*** Opening EXERCISE INPUT ***

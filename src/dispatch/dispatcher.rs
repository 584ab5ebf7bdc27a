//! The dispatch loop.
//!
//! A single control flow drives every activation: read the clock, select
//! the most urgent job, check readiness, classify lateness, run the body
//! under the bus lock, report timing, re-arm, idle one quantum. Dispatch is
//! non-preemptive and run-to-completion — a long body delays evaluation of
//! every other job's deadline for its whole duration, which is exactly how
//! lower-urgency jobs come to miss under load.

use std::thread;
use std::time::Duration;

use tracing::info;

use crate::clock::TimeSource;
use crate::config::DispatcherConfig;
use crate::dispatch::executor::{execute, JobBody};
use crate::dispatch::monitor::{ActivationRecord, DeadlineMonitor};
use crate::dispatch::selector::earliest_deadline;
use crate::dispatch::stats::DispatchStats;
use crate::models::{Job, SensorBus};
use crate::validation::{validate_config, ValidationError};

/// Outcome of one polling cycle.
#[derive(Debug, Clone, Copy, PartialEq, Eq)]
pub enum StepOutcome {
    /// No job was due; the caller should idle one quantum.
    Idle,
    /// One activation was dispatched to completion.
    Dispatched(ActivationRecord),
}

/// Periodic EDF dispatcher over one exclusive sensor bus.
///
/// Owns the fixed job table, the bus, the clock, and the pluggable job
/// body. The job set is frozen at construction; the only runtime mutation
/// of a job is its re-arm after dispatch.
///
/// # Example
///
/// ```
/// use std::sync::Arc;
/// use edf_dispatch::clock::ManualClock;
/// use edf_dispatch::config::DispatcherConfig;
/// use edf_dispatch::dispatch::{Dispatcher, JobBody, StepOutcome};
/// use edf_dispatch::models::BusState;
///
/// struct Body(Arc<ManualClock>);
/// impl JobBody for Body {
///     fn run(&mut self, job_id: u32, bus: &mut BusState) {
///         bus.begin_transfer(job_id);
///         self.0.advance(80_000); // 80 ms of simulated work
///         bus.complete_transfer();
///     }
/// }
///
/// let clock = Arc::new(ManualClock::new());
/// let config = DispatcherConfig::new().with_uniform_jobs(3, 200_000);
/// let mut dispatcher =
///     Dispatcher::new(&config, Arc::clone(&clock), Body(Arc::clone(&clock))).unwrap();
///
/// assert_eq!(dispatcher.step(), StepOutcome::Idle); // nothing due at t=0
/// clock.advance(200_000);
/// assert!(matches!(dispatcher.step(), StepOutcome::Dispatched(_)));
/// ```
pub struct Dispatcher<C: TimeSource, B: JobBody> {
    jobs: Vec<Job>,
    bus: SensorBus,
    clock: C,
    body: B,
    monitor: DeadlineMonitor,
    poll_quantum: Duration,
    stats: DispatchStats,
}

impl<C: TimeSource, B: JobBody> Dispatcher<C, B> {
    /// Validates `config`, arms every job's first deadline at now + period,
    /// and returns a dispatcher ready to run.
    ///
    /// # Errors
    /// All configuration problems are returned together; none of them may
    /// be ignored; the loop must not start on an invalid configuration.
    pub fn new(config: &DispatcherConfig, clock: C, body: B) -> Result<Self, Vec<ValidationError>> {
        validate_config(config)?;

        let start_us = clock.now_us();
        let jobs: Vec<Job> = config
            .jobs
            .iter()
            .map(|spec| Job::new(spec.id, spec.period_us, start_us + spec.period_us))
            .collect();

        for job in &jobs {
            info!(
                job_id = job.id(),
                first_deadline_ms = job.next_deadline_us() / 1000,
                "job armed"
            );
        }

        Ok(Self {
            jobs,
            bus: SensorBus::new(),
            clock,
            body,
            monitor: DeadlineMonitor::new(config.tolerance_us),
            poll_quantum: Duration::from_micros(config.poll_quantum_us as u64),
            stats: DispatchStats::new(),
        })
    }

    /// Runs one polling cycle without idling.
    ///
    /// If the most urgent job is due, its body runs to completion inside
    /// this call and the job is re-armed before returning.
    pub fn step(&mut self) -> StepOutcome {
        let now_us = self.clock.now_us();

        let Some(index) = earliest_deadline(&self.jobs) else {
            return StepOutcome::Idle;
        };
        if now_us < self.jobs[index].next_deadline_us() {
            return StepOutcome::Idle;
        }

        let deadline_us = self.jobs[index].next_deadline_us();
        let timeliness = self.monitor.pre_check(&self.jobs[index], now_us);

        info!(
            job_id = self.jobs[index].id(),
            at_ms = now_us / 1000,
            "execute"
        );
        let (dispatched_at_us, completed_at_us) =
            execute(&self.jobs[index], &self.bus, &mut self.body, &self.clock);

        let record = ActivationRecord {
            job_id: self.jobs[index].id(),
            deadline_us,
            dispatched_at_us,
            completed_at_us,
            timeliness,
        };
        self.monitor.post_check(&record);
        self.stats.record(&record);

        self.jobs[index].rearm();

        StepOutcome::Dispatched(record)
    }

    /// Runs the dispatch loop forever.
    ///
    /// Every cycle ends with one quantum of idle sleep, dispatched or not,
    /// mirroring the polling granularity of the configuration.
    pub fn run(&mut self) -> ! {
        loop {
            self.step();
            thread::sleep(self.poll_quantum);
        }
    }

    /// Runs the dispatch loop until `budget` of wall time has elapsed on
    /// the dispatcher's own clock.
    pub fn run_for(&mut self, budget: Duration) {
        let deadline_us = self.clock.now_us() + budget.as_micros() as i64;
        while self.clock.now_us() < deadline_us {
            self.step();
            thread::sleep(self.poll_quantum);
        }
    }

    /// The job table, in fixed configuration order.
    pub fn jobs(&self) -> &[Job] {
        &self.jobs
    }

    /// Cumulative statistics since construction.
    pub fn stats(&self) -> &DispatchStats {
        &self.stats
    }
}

*** Closing EXERCISE INPUT ***
*** Opening EXERCISE INPUT ***

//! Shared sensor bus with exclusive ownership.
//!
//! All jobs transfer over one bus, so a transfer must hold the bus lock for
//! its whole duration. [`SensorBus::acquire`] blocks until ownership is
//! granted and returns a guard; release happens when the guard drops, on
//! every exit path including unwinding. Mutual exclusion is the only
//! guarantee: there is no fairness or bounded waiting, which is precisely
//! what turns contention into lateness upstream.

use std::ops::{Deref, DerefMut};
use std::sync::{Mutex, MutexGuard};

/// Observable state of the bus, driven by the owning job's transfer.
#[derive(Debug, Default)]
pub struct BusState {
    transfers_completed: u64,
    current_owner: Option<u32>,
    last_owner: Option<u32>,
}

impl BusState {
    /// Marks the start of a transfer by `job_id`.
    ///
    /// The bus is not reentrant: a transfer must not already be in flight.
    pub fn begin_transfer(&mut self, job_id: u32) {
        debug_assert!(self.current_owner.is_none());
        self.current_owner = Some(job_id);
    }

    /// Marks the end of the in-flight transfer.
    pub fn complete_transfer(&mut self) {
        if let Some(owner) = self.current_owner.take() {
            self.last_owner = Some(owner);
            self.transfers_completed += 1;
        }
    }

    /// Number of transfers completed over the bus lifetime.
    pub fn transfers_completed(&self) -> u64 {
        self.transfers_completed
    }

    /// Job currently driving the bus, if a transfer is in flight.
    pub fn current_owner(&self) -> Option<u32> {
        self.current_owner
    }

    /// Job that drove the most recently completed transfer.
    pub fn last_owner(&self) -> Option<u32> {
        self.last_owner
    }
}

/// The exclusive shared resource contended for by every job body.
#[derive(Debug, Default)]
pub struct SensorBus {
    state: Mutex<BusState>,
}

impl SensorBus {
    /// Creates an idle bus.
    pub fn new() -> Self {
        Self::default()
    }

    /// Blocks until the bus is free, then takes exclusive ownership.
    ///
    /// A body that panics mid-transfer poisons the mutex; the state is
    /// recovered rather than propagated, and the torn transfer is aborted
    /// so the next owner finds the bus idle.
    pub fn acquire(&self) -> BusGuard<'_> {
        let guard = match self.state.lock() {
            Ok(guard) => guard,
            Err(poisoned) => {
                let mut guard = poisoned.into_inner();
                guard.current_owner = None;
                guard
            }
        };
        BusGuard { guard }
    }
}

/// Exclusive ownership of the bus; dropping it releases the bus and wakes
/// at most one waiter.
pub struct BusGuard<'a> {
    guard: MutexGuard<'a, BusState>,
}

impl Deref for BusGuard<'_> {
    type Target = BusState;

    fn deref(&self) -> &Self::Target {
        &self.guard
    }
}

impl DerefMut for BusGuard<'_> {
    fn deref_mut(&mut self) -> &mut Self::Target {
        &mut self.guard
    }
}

*** Closing EXERCISE INPUT ***

→ **WHAT TO PRODUCE**
With "execute" as the word to match, copy each line of the records that has it.

→ **EXPECTED ANSWER**
use crate::dispatch::executor::{execute, JobBody};
            "execute"
            execute(&self.jobs[index], &self.bus, &mut self.body, &self.clock);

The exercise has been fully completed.